■ Exercise details ■
Give only the number of lines in the data that contain the word "chrono".

[Records from a dataset]
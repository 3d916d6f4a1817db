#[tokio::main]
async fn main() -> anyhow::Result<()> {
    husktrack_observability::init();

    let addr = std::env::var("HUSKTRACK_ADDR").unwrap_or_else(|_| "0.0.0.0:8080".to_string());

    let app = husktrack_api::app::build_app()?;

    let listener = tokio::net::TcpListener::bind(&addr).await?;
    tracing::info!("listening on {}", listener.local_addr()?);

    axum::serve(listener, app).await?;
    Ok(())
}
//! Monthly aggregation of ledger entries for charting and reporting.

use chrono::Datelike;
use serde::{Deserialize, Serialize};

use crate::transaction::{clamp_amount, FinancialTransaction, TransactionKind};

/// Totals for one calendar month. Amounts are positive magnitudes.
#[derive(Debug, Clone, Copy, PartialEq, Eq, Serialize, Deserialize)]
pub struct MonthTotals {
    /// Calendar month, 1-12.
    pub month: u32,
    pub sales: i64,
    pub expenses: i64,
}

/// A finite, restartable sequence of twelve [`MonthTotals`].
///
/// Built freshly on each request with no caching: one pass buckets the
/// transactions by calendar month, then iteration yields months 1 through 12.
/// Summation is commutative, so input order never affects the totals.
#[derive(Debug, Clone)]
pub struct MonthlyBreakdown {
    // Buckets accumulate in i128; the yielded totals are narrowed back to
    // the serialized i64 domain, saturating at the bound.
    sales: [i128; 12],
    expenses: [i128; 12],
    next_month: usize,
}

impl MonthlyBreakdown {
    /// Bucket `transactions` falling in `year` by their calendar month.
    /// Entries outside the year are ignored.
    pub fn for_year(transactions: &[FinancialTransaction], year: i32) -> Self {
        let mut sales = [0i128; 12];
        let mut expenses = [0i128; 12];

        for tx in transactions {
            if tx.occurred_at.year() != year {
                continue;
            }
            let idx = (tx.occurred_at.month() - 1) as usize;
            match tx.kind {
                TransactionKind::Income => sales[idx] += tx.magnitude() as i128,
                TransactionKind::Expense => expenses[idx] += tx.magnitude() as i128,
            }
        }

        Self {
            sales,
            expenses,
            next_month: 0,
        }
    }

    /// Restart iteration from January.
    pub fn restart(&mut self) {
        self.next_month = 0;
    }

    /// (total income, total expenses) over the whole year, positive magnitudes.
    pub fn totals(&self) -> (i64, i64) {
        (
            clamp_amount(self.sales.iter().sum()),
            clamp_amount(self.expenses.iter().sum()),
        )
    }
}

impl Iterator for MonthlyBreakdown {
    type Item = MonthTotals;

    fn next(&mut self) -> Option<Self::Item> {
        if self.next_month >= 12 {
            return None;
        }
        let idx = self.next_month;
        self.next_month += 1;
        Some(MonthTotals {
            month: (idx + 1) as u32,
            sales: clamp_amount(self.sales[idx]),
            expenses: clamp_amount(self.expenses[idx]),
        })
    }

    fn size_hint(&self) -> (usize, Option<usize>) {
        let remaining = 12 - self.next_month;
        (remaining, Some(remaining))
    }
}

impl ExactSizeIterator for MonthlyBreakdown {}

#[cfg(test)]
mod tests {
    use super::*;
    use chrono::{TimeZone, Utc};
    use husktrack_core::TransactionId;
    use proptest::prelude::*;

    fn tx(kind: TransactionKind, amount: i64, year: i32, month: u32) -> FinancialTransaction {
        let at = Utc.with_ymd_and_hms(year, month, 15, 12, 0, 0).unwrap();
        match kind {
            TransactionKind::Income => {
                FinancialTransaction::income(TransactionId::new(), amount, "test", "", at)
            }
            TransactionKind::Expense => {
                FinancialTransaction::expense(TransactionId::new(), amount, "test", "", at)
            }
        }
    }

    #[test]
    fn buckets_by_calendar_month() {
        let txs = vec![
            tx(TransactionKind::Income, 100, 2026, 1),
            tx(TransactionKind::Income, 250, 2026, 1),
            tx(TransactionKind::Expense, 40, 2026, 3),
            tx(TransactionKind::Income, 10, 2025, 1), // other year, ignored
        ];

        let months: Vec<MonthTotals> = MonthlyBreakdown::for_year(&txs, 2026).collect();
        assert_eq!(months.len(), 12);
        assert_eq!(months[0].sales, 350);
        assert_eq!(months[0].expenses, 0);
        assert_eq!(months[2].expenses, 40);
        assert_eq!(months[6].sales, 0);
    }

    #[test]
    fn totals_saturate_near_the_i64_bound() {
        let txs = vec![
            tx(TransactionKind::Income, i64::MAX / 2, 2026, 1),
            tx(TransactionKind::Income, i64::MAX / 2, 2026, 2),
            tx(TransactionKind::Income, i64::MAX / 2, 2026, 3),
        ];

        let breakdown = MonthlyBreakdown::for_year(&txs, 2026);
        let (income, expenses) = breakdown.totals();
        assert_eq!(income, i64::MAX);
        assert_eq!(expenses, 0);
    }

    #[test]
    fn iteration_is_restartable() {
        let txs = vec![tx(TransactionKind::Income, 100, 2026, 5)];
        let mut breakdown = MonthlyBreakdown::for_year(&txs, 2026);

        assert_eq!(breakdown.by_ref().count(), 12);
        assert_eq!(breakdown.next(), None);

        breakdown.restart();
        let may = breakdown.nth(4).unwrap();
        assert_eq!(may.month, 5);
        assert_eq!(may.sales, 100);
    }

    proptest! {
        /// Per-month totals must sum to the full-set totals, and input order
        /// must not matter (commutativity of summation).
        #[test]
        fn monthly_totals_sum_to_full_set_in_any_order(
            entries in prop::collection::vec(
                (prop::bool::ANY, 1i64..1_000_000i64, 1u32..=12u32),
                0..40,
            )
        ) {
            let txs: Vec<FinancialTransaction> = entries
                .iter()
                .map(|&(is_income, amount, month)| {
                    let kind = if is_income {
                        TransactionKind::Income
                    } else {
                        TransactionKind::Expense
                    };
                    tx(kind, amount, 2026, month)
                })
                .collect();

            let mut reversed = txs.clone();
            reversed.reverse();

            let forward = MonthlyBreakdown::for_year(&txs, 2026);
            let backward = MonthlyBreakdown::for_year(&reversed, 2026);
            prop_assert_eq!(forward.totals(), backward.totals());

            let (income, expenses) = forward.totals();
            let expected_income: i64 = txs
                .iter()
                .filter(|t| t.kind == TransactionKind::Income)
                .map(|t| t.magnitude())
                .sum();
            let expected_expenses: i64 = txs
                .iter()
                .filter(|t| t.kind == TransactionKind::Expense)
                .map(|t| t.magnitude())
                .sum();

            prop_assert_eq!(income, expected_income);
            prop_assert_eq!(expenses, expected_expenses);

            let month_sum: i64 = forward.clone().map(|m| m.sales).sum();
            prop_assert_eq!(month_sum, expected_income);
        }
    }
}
---
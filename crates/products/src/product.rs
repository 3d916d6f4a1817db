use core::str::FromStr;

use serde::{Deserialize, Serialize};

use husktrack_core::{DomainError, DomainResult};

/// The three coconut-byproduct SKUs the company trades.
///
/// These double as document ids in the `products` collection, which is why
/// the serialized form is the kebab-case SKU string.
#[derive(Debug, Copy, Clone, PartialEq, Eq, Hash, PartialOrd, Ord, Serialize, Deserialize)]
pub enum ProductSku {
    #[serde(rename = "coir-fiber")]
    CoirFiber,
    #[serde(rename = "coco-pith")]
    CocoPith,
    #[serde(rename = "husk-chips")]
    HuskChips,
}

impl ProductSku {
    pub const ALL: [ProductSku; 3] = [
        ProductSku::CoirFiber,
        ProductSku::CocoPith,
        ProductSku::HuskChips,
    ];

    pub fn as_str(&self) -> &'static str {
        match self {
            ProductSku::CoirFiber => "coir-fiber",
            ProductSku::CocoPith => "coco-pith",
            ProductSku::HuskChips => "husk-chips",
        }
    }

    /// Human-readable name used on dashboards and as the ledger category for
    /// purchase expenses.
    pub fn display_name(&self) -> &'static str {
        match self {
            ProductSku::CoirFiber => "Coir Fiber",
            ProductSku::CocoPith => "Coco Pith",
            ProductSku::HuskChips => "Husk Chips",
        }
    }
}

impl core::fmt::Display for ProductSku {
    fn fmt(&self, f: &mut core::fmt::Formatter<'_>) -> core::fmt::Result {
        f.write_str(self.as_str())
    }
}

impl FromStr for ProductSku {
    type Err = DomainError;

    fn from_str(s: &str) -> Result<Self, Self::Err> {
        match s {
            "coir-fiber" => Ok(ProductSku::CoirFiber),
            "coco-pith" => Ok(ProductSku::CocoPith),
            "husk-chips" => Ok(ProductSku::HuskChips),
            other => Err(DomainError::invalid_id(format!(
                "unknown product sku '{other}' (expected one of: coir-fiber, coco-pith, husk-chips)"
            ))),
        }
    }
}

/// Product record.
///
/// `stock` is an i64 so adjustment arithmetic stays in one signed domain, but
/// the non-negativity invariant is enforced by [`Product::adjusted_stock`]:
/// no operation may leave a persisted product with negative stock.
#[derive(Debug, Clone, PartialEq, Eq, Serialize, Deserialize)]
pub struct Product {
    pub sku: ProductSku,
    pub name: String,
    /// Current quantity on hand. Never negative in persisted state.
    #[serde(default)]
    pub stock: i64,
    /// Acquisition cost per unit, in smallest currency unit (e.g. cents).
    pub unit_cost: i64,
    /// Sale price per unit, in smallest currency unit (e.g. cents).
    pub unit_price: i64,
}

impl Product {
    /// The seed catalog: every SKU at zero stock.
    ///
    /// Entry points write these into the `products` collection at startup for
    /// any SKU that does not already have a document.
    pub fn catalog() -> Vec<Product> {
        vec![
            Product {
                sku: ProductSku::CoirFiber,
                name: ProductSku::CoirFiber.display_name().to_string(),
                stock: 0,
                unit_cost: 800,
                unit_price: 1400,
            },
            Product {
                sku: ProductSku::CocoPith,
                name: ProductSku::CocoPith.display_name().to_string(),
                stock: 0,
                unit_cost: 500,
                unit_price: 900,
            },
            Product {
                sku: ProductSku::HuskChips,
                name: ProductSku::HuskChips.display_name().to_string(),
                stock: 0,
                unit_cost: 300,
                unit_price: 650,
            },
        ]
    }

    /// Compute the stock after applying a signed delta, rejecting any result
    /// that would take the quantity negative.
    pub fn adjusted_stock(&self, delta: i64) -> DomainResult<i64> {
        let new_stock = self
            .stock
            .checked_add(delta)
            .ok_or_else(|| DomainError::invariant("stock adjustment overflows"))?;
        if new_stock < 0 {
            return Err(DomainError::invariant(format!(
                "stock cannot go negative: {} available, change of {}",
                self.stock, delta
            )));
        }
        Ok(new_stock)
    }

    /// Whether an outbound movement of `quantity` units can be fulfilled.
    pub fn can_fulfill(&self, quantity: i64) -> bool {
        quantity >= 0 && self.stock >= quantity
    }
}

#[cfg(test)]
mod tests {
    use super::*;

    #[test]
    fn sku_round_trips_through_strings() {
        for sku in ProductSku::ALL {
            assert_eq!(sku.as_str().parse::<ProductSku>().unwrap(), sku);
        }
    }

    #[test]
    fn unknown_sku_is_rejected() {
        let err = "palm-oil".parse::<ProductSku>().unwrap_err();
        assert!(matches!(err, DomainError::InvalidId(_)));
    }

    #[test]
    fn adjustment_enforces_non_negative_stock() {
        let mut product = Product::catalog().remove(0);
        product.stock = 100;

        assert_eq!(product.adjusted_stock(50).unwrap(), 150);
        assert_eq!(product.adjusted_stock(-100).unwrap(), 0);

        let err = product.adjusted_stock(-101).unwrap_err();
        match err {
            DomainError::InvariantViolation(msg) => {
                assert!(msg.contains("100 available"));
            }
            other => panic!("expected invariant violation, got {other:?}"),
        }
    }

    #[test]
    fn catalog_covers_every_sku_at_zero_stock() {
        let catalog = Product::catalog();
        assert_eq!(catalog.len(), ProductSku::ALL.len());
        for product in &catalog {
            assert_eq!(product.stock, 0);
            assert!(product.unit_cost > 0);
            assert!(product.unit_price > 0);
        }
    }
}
* * *
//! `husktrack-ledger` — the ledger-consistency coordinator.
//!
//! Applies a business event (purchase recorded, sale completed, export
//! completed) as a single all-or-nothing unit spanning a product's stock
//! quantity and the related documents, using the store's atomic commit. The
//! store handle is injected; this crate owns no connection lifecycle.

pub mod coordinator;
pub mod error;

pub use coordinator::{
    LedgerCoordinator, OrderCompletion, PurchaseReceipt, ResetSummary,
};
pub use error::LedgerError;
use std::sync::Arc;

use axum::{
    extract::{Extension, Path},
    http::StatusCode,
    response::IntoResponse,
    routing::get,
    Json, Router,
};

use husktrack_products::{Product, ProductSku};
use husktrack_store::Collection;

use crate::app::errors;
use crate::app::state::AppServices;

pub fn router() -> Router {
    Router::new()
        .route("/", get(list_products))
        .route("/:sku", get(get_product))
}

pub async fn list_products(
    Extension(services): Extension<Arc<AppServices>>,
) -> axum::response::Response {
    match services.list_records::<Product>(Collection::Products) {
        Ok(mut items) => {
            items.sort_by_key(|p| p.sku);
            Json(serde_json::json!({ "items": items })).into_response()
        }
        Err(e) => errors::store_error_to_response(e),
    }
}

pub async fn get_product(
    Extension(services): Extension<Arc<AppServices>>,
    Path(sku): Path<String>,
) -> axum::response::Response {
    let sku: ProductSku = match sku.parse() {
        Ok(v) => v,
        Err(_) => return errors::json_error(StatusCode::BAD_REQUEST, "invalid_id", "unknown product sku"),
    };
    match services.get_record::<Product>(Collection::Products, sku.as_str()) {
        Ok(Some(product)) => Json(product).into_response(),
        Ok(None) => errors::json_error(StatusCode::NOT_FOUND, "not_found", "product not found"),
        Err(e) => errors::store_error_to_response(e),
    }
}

■ Answer to this task ■
2